_TASK PROMPT_
Please return every line in the following data that includes the string "ThresholdSigner".

= Beginning of Section =

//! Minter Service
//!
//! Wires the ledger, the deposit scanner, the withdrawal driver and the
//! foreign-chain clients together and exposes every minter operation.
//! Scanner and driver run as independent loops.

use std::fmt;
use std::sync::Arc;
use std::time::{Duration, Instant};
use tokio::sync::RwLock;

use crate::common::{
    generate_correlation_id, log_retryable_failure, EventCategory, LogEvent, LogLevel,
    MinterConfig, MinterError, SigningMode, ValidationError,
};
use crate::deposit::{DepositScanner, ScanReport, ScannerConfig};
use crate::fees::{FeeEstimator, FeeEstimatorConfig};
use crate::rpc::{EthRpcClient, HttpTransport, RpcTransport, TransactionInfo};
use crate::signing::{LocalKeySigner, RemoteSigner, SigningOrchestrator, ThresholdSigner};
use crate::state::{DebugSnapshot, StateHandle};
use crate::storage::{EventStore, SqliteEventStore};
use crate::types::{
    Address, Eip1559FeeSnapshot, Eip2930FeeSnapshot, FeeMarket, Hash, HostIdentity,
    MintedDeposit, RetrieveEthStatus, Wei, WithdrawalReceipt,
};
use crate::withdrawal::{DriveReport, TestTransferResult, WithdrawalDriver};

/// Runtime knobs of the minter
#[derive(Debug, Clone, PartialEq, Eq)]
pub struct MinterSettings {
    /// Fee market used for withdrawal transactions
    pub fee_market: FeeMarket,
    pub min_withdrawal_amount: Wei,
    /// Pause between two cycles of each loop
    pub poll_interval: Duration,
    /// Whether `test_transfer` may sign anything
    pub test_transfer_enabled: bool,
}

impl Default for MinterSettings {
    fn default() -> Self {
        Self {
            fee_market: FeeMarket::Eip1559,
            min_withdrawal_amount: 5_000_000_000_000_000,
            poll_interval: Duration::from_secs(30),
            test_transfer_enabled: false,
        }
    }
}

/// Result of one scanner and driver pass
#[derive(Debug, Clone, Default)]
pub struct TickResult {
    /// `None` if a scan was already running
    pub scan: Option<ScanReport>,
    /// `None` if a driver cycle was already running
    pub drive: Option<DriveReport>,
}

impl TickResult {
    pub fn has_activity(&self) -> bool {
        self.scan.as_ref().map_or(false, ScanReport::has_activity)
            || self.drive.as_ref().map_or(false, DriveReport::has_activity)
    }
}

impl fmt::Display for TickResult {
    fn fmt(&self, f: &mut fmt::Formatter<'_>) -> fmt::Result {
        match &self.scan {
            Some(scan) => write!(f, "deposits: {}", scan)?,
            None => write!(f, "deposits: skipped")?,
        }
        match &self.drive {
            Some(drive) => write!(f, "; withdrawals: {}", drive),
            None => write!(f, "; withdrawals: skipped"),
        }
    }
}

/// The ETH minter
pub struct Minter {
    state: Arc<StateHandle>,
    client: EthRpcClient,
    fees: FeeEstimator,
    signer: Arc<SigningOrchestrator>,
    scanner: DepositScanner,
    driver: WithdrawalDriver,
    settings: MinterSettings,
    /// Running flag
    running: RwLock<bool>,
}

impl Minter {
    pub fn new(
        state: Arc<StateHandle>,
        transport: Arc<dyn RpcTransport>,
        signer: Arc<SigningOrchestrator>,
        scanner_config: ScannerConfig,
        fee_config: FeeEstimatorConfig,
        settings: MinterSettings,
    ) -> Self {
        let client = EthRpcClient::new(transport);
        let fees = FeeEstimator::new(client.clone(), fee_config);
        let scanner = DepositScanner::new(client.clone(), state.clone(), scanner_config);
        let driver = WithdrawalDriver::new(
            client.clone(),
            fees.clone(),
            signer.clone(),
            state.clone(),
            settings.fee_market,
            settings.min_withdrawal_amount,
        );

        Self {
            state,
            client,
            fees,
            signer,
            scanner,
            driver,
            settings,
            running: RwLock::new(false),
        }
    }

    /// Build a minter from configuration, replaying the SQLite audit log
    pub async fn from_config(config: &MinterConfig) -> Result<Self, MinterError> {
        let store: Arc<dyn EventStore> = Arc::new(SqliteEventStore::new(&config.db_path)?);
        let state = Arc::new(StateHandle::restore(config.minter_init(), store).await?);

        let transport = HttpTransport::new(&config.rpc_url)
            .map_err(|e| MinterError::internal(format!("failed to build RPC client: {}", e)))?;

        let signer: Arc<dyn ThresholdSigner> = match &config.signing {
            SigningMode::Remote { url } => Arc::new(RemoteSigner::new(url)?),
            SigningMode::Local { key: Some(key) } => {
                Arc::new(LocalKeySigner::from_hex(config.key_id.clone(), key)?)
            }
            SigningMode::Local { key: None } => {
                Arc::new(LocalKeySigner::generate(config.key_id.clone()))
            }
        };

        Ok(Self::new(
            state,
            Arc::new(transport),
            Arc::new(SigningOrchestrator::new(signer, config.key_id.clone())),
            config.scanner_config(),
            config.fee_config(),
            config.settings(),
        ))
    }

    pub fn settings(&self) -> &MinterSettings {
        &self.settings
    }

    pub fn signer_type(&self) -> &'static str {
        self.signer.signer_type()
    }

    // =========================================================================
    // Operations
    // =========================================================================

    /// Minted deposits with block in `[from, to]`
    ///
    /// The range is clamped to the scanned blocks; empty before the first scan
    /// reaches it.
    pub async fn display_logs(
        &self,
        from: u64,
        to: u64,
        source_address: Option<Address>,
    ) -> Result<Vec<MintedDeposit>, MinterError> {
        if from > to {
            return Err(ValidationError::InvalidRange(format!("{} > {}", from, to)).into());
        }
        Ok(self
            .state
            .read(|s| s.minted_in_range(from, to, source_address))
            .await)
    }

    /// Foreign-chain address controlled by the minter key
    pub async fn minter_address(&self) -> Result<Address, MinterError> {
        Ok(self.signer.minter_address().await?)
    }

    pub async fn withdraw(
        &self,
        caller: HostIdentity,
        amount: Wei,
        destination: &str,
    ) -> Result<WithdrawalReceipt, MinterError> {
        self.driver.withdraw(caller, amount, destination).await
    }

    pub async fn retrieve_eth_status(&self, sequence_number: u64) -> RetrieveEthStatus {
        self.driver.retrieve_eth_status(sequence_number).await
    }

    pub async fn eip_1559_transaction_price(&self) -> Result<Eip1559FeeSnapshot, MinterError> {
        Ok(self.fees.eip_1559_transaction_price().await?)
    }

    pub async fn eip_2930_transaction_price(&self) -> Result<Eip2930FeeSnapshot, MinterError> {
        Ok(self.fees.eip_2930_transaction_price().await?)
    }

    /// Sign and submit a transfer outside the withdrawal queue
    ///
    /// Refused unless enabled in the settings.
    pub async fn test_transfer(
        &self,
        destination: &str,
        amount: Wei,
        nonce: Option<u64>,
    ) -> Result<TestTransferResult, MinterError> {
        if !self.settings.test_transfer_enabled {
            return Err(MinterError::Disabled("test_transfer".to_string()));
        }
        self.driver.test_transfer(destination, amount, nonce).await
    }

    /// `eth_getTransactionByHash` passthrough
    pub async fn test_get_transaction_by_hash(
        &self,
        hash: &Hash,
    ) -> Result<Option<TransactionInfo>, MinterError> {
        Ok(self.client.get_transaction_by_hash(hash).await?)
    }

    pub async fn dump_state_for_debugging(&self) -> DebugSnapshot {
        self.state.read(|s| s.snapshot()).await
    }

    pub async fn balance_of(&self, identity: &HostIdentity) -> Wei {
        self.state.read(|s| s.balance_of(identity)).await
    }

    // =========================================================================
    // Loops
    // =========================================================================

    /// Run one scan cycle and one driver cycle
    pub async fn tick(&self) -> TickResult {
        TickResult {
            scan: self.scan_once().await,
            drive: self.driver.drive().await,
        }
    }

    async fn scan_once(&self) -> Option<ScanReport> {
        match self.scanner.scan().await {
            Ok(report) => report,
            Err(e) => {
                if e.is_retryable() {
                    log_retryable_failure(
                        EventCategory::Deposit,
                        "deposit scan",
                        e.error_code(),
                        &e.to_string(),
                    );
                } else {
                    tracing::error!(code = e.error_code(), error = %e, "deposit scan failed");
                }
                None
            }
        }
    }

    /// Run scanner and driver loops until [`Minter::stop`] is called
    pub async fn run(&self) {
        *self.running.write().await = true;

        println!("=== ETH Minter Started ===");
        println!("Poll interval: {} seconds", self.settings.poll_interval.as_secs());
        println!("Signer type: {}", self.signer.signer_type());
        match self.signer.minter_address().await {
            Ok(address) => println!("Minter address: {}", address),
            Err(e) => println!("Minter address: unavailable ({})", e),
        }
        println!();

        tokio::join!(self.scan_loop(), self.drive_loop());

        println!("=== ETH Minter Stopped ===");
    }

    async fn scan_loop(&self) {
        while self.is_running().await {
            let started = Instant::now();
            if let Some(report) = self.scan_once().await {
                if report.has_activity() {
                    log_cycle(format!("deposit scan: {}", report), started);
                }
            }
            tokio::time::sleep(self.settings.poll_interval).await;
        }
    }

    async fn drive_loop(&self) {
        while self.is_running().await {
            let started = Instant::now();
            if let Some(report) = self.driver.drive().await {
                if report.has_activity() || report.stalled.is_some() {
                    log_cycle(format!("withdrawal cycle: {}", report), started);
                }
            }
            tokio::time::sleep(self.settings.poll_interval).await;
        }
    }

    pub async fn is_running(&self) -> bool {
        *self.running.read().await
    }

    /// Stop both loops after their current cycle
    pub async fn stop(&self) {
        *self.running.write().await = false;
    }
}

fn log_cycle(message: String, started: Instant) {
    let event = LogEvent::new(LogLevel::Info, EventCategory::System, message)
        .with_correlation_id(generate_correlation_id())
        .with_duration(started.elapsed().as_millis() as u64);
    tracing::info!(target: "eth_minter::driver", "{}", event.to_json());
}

= End of Section =
= Beginning of Section =

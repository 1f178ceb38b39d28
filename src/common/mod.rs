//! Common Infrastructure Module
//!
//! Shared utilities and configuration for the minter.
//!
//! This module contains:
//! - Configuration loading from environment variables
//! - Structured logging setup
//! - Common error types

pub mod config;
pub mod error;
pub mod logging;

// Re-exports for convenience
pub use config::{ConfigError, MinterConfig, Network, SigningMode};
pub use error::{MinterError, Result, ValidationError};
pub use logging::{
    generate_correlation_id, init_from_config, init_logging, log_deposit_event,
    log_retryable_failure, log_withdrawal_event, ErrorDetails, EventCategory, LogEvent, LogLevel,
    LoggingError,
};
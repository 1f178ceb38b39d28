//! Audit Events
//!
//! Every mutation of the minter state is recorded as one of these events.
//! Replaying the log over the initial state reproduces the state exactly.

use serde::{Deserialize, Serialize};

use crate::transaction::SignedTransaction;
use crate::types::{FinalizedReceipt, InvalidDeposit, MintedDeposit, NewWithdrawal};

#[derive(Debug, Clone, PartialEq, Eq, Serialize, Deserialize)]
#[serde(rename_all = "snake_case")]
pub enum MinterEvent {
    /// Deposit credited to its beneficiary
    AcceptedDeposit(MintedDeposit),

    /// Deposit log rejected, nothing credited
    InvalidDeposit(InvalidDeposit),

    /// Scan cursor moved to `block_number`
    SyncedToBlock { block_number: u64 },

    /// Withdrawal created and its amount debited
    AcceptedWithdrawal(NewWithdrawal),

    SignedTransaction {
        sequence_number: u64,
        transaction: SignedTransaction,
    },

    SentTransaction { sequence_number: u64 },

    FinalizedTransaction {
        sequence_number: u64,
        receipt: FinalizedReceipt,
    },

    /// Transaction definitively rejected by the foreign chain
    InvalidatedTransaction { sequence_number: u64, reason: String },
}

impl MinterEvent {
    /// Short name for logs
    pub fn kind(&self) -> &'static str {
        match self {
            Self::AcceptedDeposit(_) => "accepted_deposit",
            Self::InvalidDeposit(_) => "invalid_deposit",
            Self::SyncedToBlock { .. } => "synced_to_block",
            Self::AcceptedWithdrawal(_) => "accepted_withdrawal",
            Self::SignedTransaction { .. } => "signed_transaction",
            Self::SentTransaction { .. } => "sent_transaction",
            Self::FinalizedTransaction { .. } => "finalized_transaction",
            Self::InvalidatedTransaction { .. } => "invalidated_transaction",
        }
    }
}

= End of Section =

_SOLVED EXERCISE_
use crate::signing::{LocalKeySigner, RemoteSigner, SigningOrchestrator, ThresholdSigner};
        let signer: Arc<dyn ThresholdSigner> = match &config.signing {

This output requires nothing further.